If anyone does that it would be greatly appreciated if it could start off as a
data file of some sort that can get filtered into .procmailrc format or
mailagent format or whatever. On the agent-users list, Randal Schwartz
recently posted a perl script (what else? :-)) that grabs an AOL maintained
web page of domains that they can block for their subscribers and turns it
into a list of perl regexps suitable for inclusion into mailagent .rules
files. For example, mine has this in it:
## flag spam (thank you, AOL!)
To Envelope From Sender Relayed Reply-To: "~/Mail/.spamlist-aol" {
ANNOTATE -d X-maybe-spam Smells like spam-aol from %1;
SAVE +trash; ABORT -t;
};
that .spamlist-aol file has a bunch of lines like this:
/^((.*[@.])?1floodgate\.com)$/i
and my copy of the perl script is appended to this message.

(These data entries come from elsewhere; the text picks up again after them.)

#[test]
fn wrong_length_parameters_are_rejected() {
    let bench = Bench::new();
    let (mut valve, _) = valve_with(&bench, ValveParams::default());
    let err = valve.apply_parameters(&[1, 2, 3]).unwrap_err();
    assert_eq!(
        err,
        ConfigError::WrongLength {
            expected: 14,
            actual: 3
        }
    );
    assert_eq!(*valve.parameters(), ValveParams::default());
}

#[test]
fn setup_restores_default_parameters() {
    let mut bench = Bench::new();
    let params = ValveParams {
        pulse_duration: 1,
        ..ValveParams::default()
    };
    let (mut valve, _) = valve_with(&bench, params);
    assert_eq!(valve.parameters().pulse_duration, 1);
    bench.setup(&mut valve);
    assert_eq!(*valve.parameters(), ValveParams::default());
}

#[test]
fn duplicate_pin_is_rejected_at_construction() {
    let bench = Bench::new();
    let mut reg = PinRegistry::new();
    reg.claim(29).unwrap();
    let err = Valve::without_tone(&PLAIN_VALVE, bench.pin(), &mut reg).err();
    assert_eq!(err, Some(LayoutError::DuplicatePin(29)));
}

#[test]
fn tone_wiring_must_match_the_tone_line() {
    let bench = Bench::new();
    let err = Valve::<MockPin, MockPin>::new(&ACTOR_VALVE, bench.pin(), None, &mut PinRegistry::new())
        .err();
    assert_eq!(err, Some(LayoutError::MissingLine(9)));

    let err = Valve::new(&PLAIN_VALVE, bench.pin(), Some(bench.pin()), &mut PinRegistry::new())
        .err();
    assert_eq!(err, Some(LayoutError::UndeclaredLine));
}

#[test]
fn failed_tone_does_not_strand_the_valve_open() {
    let mut bench = Bench::new();
    let (valve_pin, tone_pin) = (bench.pin(), bench.pin());
    let mut reg = PinRegistry::new();
    let mut valve =
        Valve::new(&ACTOR_VALVE, valve_pin.clone(), Some(tone_pin.clone()), &mut reg).unwrap();
    tone_pin.fail_writes(true);

    assert_eq!(
        bench.execute(&mut valve, code(ValveCommand::Pulse), 1_000),
        Progress::Aborted
    );
    assert_eq!(valve_pin.levels(), vec![true, false]);
    assert_eq!(valve_pin.high_time(), u64::from(ValveParams::default().pulse_duration));
    assert!(!valve.is_open());
    assert_eq!(
        bench.sink.codes(),
        vec![code(ValveEvent::Open), code(ValveEvent::Closed)]
    );
}

// ── TTL ───────────────────────────────────────────────────────

const TTL: TtlWiring = TtlWiring {
    address: ModuleAddress::new(1, 1),
    pin: 34,
};

#[test]
fn ttl_output_pulse() {
    let mut bench = Bench::new();
    let pin = bench.pin();
    let mut ttl = Ttl::output(&TTL, pin.clone(), false, &mut PinRegistry::new()).unwrap();
    bench.setup(&mut ttl);
    assert!(bench.sink.reports.is_empty());

    let params = TtlParams {
        pulse_duration: 5_000,
        ..TtlParams::default()
    };
    ttl.apply_parameters(&params.encode()).unwrap();
    assert_eq!(
        bench.execute(&mut ttl, code(TtlCommand::Pulse), 500),
        Progress::Completed
    );
    assert_eq!(pin.levels(), vec![false, true, false]);
    assert_eq!(pin.high_time(), 5_000);
    assert_eq!(
        bench.sink.codes(),
        vec![code(TtlEvent::OutputOn), code(TtlEvent::OutputOff)]
    );
}

#[test]
fn ttl_input_rejects_output_commands() {
    let mut bench = Bench::new();
    let input = MockInput::constant(true);
    let mut ttl = Ttl::input(&TTL, input.clone(), &mut PinRegistry::new()).unwrap();
    assert!(!ttl.is_output());

    for cmd in [TtlCommand::Pulse, TtlCommand::ToggleOn, TtlCommand::ToggleOff] {
        assert_eq!(bench.execute(&mut ttl, code(cmd), 1_000), Progress::Aborted);
    }
    assert_eq!(bench.sink.codes(), vec![code(TtlEvent::InvalidPinMode); 3]);
    assert_eq!(input.reads(), 0);
}

#[test]
fn ttl_output_rejects_check_state() {
    let mut bench = Bench::new();
    let pin = bench.pin();
    let mut ttl = Ttl::output(&TTL, pin.clone(), false, &mut PinRegistry::new()).unwrap();
    assert_eq!(
        bench.execute(&mut ttl, code(TtlCommand::CheckState), 1_000),
        Progress::Aborted
    );
    assert_eq!(bench.sink.codes(), vec![code(TtlEvent::InvalidPinMode)]);
    assert!(pin.writes().is_empty());
}

#[test]
fn ttl_input_reports_only_changes() {
    let mut bench = Bench::new();
    let input = MockInput::constant(false);
    input.push(&[false, true, true, false]);
    let mut ttl = Ttl::input(&TTL, input, &mut PinRegistry::new()).unwrap();
    bench.setup(&mut ttl);

    for _ in 0..4 {
        bench.execute(&mut ttl, code(TtlCommand::CheckState), 1_000);
    }
    assert_eq!(
        bench.sink.codes(),
        vec![code(TtlEvent::InputOn), code(TtlEvent::InputOff)]
    );
}

// ── Brake ─────────────────────────────────────────────────────

#[test]
fn brake_setup_and_toggle() {
    let mut bench = Bench::new();
    let pwm = MockPwm::default();
    let mut brake = Brake::new(&ACTOR_BRAKE, pwm.clone(), &mut PinRegistry::new()).unwrap();
    bench.setup(&mut brake);
    // Normally disengaged: engaging means powering the coil.
    assert_eq!(pwm.duty(), Some(255));
    assert_eq!(bench.sink.codes(), vec![code(BrakeEvent::Engaged)]);

    bench.execute(&mut brake, code(BrakeCommand::ToggleOff), 1_000);
    assert_eq!(pwm.duty(), Some(0));
    assert_eq!(bench.sink.codes().last(), Some(&code(BrakeEvent::Disengaged)));
}

#[test]
fn brake_power_reports_strength() {
    let mut bench = Bench::new();
    let pwm = MockPwm::default();
    let mut brake = Brake::new(&ACTOR_BRAKE, pwm.clone(), &mut PinRegistry::new()).unwrap();

    bench.execute(&mut brake, code(BrakeCommand::SetBreakingPower), 1_000);
    assert_eq!(pwm.duty(), Some(128));
    let (_, report) = bench.sink.reports.last().unwrap();
    assert_eq!(report.code, code(BrakeEvent::PowerSet));
    assert_eq!(report.value(), Some(Scalar::U8(128)));
}

#[test]
fn normally_engaged_brake_inverts_duty() {
    let mut bench = Bench::new();
    let wiring = BrakeWiring {
        normally_engaged: true,
        ..ACTOR_BRAKE
    };
    let pwm = MockPwm::default();
    let mut brake = Brake::new(&wiring, pwm.clone(), &mut PinRegistry::new()).unwrap();
    assert_eq!(brake.duty_for(200), 55);

    brake
        .apply_parameters(&BrakeParams { breaking_strength: 200 }.encode())
        .unwrap();
    bench.execute(&mut brake, code(BrakeCommand::SetBreakingPower), 1_000);
    assert_eq!(pwm.duty(), Some(55));

    // Engaged at rest: engaging cuts power.
    bench.execute(&mut brake, code(BrakeCommand::ToggleOn), 1_000);
    assert_eq!(pwm.duty(), Some(0));
}

#[test]
fn locked_brake_keeps_its_duty() {
    let mut bench = Bench::new();
    let pwm = MockPwm::default();
    let mut brake = Brake::new(&ACTOR_BRAKE, pwm.clone(), &mut PinRegistry::new()).unwrap();
    bench.lock.engage();

    assert_eq!(
        bench.execute(&mut brake, code(BrakeCommand::ToggleOff), 1_000),
        Progress::Aborted
    );
    assert!(pwm.duties().is_empty());
    assert_eq!(bench.sink.codes(), vec![code(BrakeEvent::OutputLocked)]);
}

// ── Speaker ───────────────────────────────────────────────────

#[test]
fn speaker_pulse() {
    let mut bench = Bench::new();
    let pin = bench.pin();
    let wiring = SpeakerWiring {
        address: ModuleAddress::new(8, 1),
        pin: 4,
    };
    let mut speaker = Speaker::new(&wiring, pin.clone(), &mut PinRegistry::new()).unwrap();
    bench.setup(&mut speaker);

    assert_eq!(
        bench.execute(&mut speaker, code(SpeakerCommand::Pulse), 10_000),
        Progress::Completed
    );
    assert_eq!(pin.high_time(), 100_000);
    assert_eq!(
        bench.sink.codes(),
        vec![
            code(SpeakerEvent::Off),
            code(SpeakerEvent::On),
            code(SpeakerEvent::Off)
        ]
    );
    assert!(!speaker.is_sounding());
}

// ── Screen ────────────────────────────────────────────────────

fn screen(bench: &Bench) -> (Screen<MockPin>, [MockPin; 3]) {
    let pins = [bench.pin(), bench.pin(), bench.pin()];
    let s = Screen::new(&ACTOR_SCREEN, pins.clone(), &mut PinRegistry::new()).unwrap();
    (s, pins)
}

#[test]
fn screen_toggle_presses_all_relays_together() {
    let mut bench = Bench::new();
    let (mut screen, pins) = screen(&bench);
    bench.setup(&mut screen);
    screen
        .apply_parameters(&ScreenParams { pulse_duration: 200_000 }.encode())
        .unwrap();

    assert_eq!(
        bench.execute(&mut screen, code(ScreenCommand::Toggle), 10_000),
        Progress::Completed
    );
    for pin in &pins {
        assert_eq!(pin.levels(), vec![false, true, false]);
        assert_eq!(pin.high_time(), 200_000);
    }
    assert_eq!(
        bench.sink.codes(),
        vec![
            code(ScreenEvent::Off),
            code(ScreenEvent::On),
            code(ScreenEvent::Off)
        ]
    );
    assert!(!screen.is_pressed());
}

#[test]
fn locked_screen_touches_no_relay() {
    let mut bench = Bench::new();
    let (mut screen, pins) = screen(&bench);
    bench.lock.engage();

    assert_eq!(
        bench.execute(&mut screen, code(ScreenCommand::Toggle), 10_000),
        Progress::Aborted
    );
    assert!(pins.iter().all(|p| p.writes().is_empty()));
    assert_eq!(bench.sink.codes(), vec![code(ScreenEvent::OutputLocked)]);
}

#[test]
fn relay_fault_mid_press_releases_the_others() {
    let mut bench = Bench::new();
    let (mut screen, [left, centre, right]) = screen(&bench);
    centre.fail_writes(true);

    assert_eq!(
        bench.execute(&mut screen, code(ScreenCommand::Toggle), 10_000),
        Progress::Aborted
    );
    assert_eq!(left.levels(), vec![true, false]);
    assert!(centre.writes().is_empty());
    assert_eq!(right.levels(), vec![true, false]);
    assert!(!screen.is_pressed());
    assert!(bench.sink.reports.is_empty());
}
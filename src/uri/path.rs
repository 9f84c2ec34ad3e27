use bytes::{BufMut, Bytes, BytesMut};

use super::matches;

/// Merge `reference` path into `base` path and remove dot segments ([RFC3986 §5.2]).
///
/// ```
/// use byteuri::uri::resolve_path;
///
/// assert_eq!(resolve_path(b"a/b/c", b"../d"), "/a/d");
/// assert_eq!(resolve_path(b"a/b", b"."), "/a/");
/// assert_eq!(resolve_path(b"a/b", b".."), "/");
/// ```
///
/// Excess `..` segments are dropped, resolution never fails.
///
/// [RFC3986 §5.2]: <https://datatracker.ietf.org/doc/html/rfc3986#section-5.2>
pub fn resolve_path(base: &[u8], reference: &[u8]) -> Bytes {
    let mut merged = Vec::with_capacity(base.len() + reference.len());

    match reference.first() {
        None => merged.extend_from_slice(base),
        Some(b'/') => merged.extend_from_slice(reference),
        Some(_) => {
            let dir = matches::rfind(base, b'/').map(|nth| nth + 1).unwrap_or_default();
            merged.extend_from_slice(&base[..dir]);
            merged.extend_from_slice(reference);
        },
    }

    if merged.is_empty() {
        return Bytes::new();
    }

    let mut segments: Vec<&[u8]> = Vec::new();
    let mut last: &[u8] = &[];

    for segment in merged.split(|&b| b == b'/') {
        match segment {
            b"." => { },
            b".." => {
                segments.pop();
            },
            _ => segments.push(segment),
        }
        last = segment;
    }

    if matches!(last, b"." | b"..") {
        // add final slash to the joined path
        segments.push(&[]);
    }

    let mut buf = BytesMut::with_capacity(merged.len() + 1);
    buf.put_u8(b'/');

    let mut segments = segments.into_iter().skip_while(|segment| segment.is_empty()).peekable();
    while let Some(segment) = segments.next() {
        buf.put_slice(segment);
        if segments.peek().is_some() {
            buf.put_u8(b'/');
        }
    }

    buf.freeze()
}
#![allow(unused, reason = "logger")]

macro_rules! trace {
    ($($tt:tt)*) => {
        #[cfg(feature = "log")]
        ::log::trace!($($tt)*);
    };
}

macro_rules! debug {
    ($($tt:tt)*) => {
        #[cfg(feature = "log")]
        ::log::debug!($($tt)*);
    };
}

macro_rules! warning {
    ($($tt:tt)*) => {
        #[cfg(feature = "log")]
        ::log::warn!($($tt)*);
    };
}

pub(crate) use {trace, debug, warning};
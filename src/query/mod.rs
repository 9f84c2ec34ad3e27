//! Query String Multimap.
//!
//! Decode `application/x-www-form-urlencoded` style query string, e.g: `bar=baz&foo=quux`, into
//! [`Values`], and encode it back.
use bytes::Bytes;
use std::collections::HashMap;

mod map;
mod parser;


pub use parser::{parse_query, parse_query_from};

/// Query values multimap.
///
/// Maps a key to a list of values. Keys are case-sensitive. Values of each key keeps its
/// insertion order, keys are only ordered when [encoded][Values::encode].
#[derive(Debug, Clone, Default, PartialEq, Eq)]
pub struct Values {
    map: HashMap<Bytes, Vec<Bytes>>,
}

Scott Blachowicz Ph: 206/283-8802x240 Mathsoft (Data Analysis Products Div)
1700 Westlake Ave N #500
scott@statsci.com Seattle, WA USA 98109
Scott.Blachowicz@seaslug.org
#! /sw/local/perl5/bin/perl
use strict;
use LWP::Simple;
my $AOL = "http://www.idot.aol.com/preferredmail/";
my $SPAMLIST = "/homes/scott/Mail/.spamlist-aol";
chdir;
$_ = get $AOL or die "Cannot get $AOL\n";
s/^[\s\S]*<MULTICOL.*\n// or die "missing MULTICOL in $_ ";
s/<\/MULTICOL[\s\S]*// or die "missing /MULTICOL in $_ ";
open STDOUT, ">$SPAMLIST" or die "create $SPAMLIST: $!";
## be sure $1 is what you want in the annotation
print map "/^((.*[\@.])?\Q$_\E)\$/i\n", split /\n/;
###
### which creates a series of lines in "~/.spamlist" that look like:
###
### /^((.*[@.])?1floodgate\.com)$/i
### /^((.*[@.])?205\.254\.167\.57)$/i
### /^((.*[@.])?206\.29\.21\.179)$/i
### /^((.*[@.])?207\.176\.34\.97)$/i
### /^((.*[@.])?207\.201\.206\.210)$/i
### /^((.*[@.])?299\.78\.01\.37\.4)$/i
### /^((.*[@.])?4yourbiz\.std\.com)$/i
### /^((.*[@.])?ISPAM\.COM)$/i
### /^((.*[@.])?ISPAM\.NET)$/i
### /^((.*[@.])?Interconnectivity\.com)$/i
###
### which happen to be directly useful in .rules lines that look like this:
###
### ## flag spam (thank you, AOL!)
### <TO_MERLYN> Envelope From Sender Relayed Reply-To: "~/.spamlist" {
### ANNOTATE -d X-merlyn-spam Smells like spam from %1;
### ## eventually, file in list.spam or delete,
### ## but for now, just testing...
### REJECT;
### };
###
### This is still a work in progress, but I thought I'd publish this alpha
### release in case anyone else wanted to hack along with me.
###
### --
### Name: Randal L. Schwartz / Stonehenge Consulting Services (503)777-0095
### Keywords: Perl training, UNIX[tm] consulting, video production, skiing, flying
### Email: <merlyn@stonehenge.com> Snail: (Call) PGP-Key: (finger merlyn@ora.com)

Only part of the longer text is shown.